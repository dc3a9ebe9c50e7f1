//! Numeric literal lexing — integers and floats with optional exponent.
//!
//! Grammar (§4.1): `Integer = DIGIT+`; `Number = DIGIT+ ('.' DIGIT+)?
//! ([eE] [+-]? DIGIT+)?` where at least one of the fractional part or
//! the exponent is present. A trailing `e`/`E` with no following digits
//! is a lexical error rather than being left unconsumed.

use super::core::Lexer;
use crate::token::{Token, TokenKind};
use ifjc_util::ExitCode;

impl<'a> Lexer<'a> {
    pub(super) fn lex_number(&mut self) -> Token {
        let start = self.cursor.offset();
        let pos = self.token_start;
        let mut is_float = false;

        self.consume_digits();

        if self.cursor.peek() == Some(b'.') && matches!(self.cursor.peek_next(), Some(b) if b.is_ascii_digit())
        {
            is_float = true;
            self.cursor.bump(); // '.'
            self.consume_digits();
        }

        if matches!(self.cursor.peek(), Some(b'e') | Some(b'E')) {
            let sign_width = if matches!(self.cursor.peek_at(1), Some(b'+') | Some(b'-')) {
                2
            } else {
                1
            };
            if matches!(self.cursor.peek_at(sign_width), Some(b) if b.is_ascii_digit()) {
                is_float = true;
                self.cursor.bump(); // e/E
                if sign_width == 2 {
                    self.cursor.bump(); // sign
                }
                self.consume_digits();
            } else {
                // Consume the dangling exponent marker so the lexer
                // makes forward progress, then report the error.
                self.cursor.bump();
                if sign_width == 2 {
                    self.cursor.bump();
                }
                let end = self.cursor.offset();
                let text = self.cursor.slice(start, end).to_string();
                self.report_error(ExitCode::Lexical, "exponent has no digits");
                return Token::new(TokenKind::Error, text, pos);
            }
        }

        let end = self.cursor.offset();
        let text = self.cursor.slice(start, end).to_string();
        let kind = if is_float {
            TokenKind::Number
        } else {
            TokenKind::Integer
        };
        Token::new(kind, text, pos)
    }

    fn consume_digits(&mut self) {
        while matches!(self.cursor.peek(), Some(b) if b.is_ascii_digit()) {
            self.cursor.bump();
        }
    }
}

Instructions for the task: The answer must be the same records, repeated exactly and in full.

Solution:
repository dc3a9ebe9c50e7f1
//! Numeric literal lexing — integers and floats with optional exponent.
//!
//! Grammar (§4.1): `Integer = DIGIT+`; `Number = DIGIT+ ('.' DIGIT+)?
//! ([eE] [+-]? DIGIT+)?` where at least one of the fractional part or
//! the exponent is present. A trailing `e`/`E` with no following digits
//! is a lexical error rather than being left unconsumed.

use super::core::Lexer;
use crate::token::{Token, TokenKind};
use ifjc_util::ExitCode;

impl<'a> Lexer<'a> {
    pub(super) fn lex_number(&mut self) -> Token {
        let start = self.cursor.offset();
        let pos = self.token_start;
        let mut is_float = false;

        self.consume_digits();

        if self.cursor.peek() == Some(b'.') && matches!(self.cursor.peek_next(), Some(b) if b.is_ascii_digit())
        {
            is_float = true;
            self.cursor.bump(); // '.'
            self.consume_digits();
        }

        if matches!(self.cursor.peek(), Some(b'e') | Some(b'E')) {
            let sign_width = if matches!(self.cursor.peek_at(1), Some(b'+') | Some(b'-')) {
                2
            } else {
                1
            };
            if matches!(self.cursor.peek_at(sign_width), Some(b) if b.is_ascii_digit()) {
                is_float = true;
                self.cursor.bump(); // e/E
                if sign_width == 2 {
                    self.cursor.bump(); // sign
                }
                self.consume_digits();
            } else {
                // Consume the dangling exponent marker so the lexer
                // makes forward progress, then report the error.
                self.cursor.bump();
                if sign_width == 2 {
                    self.cursor.bump();
                }
                let end = self.cursor.offset();
                let text = self.cursor.slice(start, end).to_string();
                self.report_error(ExitCode::Lexical, "exponent has no digits");
                return Token::new(TokenKind::Error, text, pos);
            }
        }

        let end = self.cursor.offset();
        let text = self.cursor.slice(start, end).to_string();
        let kind = if is_float {
            TokenKind::Number
        } else {
            TokenKind::Integer
        };
        Token::new(kind, text, pos)
    }

    fn consume_digits(&mut self) {
        while matches!(self.cursor.peek(), Some(b) if b.is_ascii_digit()) {
            self.cursor.bump();
        }
    }
}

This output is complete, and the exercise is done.